What to produce:
When you write out the material, keep every line exactly as it is.

Supplied material:

++++++++++

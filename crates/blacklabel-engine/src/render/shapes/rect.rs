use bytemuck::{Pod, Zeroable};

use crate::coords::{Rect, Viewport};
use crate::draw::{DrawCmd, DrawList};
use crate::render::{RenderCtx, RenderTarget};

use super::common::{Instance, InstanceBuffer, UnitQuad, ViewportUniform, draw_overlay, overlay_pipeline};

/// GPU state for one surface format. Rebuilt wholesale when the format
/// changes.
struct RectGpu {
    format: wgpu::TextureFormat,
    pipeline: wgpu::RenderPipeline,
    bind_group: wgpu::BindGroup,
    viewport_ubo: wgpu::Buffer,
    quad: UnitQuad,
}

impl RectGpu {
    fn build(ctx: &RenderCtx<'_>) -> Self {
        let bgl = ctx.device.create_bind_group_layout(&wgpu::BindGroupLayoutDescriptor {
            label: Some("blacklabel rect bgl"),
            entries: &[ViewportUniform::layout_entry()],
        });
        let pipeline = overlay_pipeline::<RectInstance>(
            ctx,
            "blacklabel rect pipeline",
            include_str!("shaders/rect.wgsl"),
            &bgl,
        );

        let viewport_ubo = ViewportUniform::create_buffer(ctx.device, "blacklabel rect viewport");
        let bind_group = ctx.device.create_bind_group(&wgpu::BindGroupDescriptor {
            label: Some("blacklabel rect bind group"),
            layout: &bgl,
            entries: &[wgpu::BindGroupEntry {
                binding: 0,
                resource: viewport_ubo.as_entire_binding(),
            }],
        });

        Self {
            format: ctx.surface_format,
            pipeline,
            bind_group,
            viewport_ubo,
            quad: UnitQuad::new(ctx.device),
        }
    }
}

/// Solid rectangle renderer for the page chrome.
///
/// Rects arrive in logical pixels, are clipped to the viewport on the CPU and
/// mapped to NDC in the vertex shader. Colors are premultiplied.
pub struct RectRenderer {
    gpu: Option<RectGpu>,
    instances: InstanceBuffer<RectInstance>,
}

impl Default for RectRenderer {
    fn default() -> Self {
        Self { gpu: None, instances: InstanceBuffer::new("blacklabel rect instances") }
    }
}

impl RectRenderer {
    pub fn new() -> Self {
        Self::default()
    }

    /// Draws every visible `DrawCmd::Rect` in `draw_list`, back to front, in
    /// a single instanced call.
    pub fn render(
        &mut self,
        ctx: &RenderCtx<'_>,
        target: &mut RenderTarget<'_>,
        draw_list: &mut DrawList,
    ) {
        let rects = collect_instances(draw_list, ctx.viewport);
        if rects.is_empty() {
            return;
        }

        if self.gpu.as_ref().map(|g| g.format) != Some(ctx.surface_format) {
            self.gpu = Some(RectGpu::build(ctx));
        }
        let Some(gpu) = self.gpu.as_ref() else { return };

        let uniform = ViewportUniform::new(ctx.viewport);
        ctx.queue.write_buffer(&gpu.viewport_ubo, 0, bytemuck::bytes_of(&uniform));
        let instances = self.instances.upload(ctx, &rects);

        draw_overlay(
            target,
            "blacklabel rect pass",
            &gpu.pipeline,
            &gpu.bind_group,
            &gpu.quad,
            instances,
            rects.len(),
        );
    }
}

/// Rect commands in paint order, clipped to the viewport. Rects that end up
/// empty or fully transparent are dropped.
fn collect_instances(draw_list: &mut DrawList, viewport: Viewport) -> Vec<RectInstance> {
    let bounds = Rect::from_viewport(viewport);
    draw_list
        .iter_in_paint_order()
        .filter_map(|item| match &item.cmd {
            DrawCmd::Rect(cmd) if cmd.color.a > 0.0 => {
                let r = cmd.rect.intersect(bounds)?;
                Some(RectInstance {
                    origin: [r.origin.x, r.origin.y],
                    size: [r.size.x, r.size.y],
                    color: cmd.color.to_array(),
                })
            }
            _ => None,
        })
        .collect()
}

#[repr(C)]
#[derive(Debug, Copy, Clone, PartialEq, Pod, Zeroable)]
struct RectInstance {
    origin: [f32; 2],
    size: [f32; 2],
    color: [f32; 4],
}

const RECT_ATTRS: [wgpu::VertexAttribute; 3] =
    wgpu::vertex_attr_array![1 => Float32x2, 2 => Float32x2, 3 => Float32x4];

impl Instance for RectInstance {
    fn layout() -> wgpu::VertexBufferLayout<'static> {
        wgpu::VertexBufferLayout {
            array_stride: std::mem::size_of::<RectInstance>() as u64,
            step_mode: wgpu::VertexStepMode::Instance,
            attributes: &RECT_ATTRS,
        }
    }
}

++++++++++

Result:
filename crates/blacklabel-engine/src/render/shapes/rect.rs
use bytemuck::{Pod, Zeroable};

use crate::coords::{Rect, Viewport};
use crate::draw::{DrawCmd, DrawList};
use crate::render::{RenderCtx, RenderTarget};

use super::common::{Instance, InstanceBuffer, UnitQuad, ViewportUniform, draw_overlay, overlay_pipeline};

/// GPU state for one surface format. Rebuilt wholesale when the format
/// changes.
struct RectGpu {
    format: wgpu::TextureFormat,
    pipeline: wgpu::RenderPipeline,
    bind_group: wgpu::BindGroup,
    viewport_ubo: wgpu::Buffer,
    quad: UnitQuad,
}

impl RectGpu {
    fn build(ctx: &RenderCtx<'_>) -> Self {
        let bgl = ctx.device.create_bind_group_layout(&wgpu::BindGroupLayoutDescriptor {
            label: Some("blacklabel rect bgl"),
            entries: &[ViewportUniform::layout_entry()],
        });
        let pipeline = overlay_pipeline::<RectInstance>(
            ctx,
            "blacklabel rect pipeline",
            include_str!("shaders/rect.wgsl"),
            &bgl,
        );

        let viewport_ubo = ViewportUniform::create_buffer(ctx.device, "blacklabel rect viewport");
        let bind_group = ctx.device.create_bind_group(&wgpu::BindGroupDescriptor {
            label: Some("blacklabel rect bind group"),
            layout: &bgl,
            entries: &[wgpu::BindGroupEntry {
                binding: 0,
                resource: viewport_ubo.as_entire_binding(),
            }],
        });

        Self {
            format: ctx.surface_format,
            pipeline,
            bind_group,
            viewport_ubo,
            quad: UnitQuad::new(ctx.device),
        }
    }
}

/// Solid rectangle renderer for the page chrome.
///
/// Rects arrive in logical pixels, are clipped to the viewport on the CPU and
/// mapped to NDC in the vertex shader. Colors are premultiplied.
pub struct RectRenderer {
    gpu: Option<RectGpu>,
    instances: InstanceBuffer<RectInstance>,
}

impl Default for RectRenderer {
    fn default() -> Self {
        Self { gpu: None, instances: InstanceBuffer::new("blacklabel rect instances") }
    }
}

impl RectRenderer {
    pub fn new() -> Self {
        Self::default()
    }

    /// Draws every visible `DrawCmd::Rect` in `draw_list`, back to front, in
    /// a single instanced call.
    pub fn render(
        &mut self,
        ctx: &RenderCtx<'_>,
        target: &mut RenderTarget<'_>,
        draw_list: &mut DrawList,
    ) {
        let rects = collect_instances(draw_list, ctx.viewport);
        if rects.is_empty() {
            return;
        }

        if self.gpu.as_ref().map(|g| g.format) != Some(ctx.surface_format) {
            self.gpu = Some(RectGpu::build(ctx));
        }
        let Some(gpu) = self.gpu.as_ref() else { return };

        let uniform = ViewportUniform::new(ctx.viewport);
        ctx.queue.write_buffer(&gpu.viewport_ubo, 0, bytemuck::bytes_of(&uniform));
        let instances = self.instances.upload(ctx, &rects);

        draw_overlay(
            target,
            "blacklabel rect pass",
            &gpu.pipeline,
            &gpu.bind_group,
            &gpu.quad,
            instances,
            rects.len(),
        );
    }
}

/// Rect commands in paint order, clipped to the viewport. Rects that end up
/// empty or fully transparent are dropped.
fn collect_instances(draw_list: &mut DrawList, viewport: Viewport) -> Vec<RectInstance> {
    let bounds = Rect::from_viewport(viewport);
    draw_list
        .iter_in_paint_order()
        .filter_map(|item| match &item.cmd {
            DrawCmd::Rect(cmd) if cmd.color.a > 0.0 => {
                let r = cmd.rect.intersect(bounds)?;
                Some(RectInstance {
                    origin: [r.origin.x, r.origin.y],
                    size: [r.size.x, r.size.y],
                    color: cmd.color.to_array(),
                })
            }
            _ => None,
        })
        .collect()
}

#[repr(C)]
#[derive(Debug, Copy, Clone, PartialEq, Pod, Zeroable)]
struct RectInstance {
    origin: [f32; 2],
    size: [f32; 2],
    color: [f32; 4],
}

const RECT_ATTRS: [wgpu::VertexAttribute; 3] =
    wgpu::vertex_attr_array![1 => Float32x2, 2 => Float32x2, 3 => Float32x4];

impl Instance for RectInstance {
    fn layout() -> wgpu::VertexBufferLayout<'static> {
        wgpu::VertexBufferLayout {
            array_stride: std::mem::size_of::<RectInstance>() as u64,
            step_mode: wgpu::VertexStepMode::Instance,
            attributes: &RECT_ATTRS,
        }
    }
}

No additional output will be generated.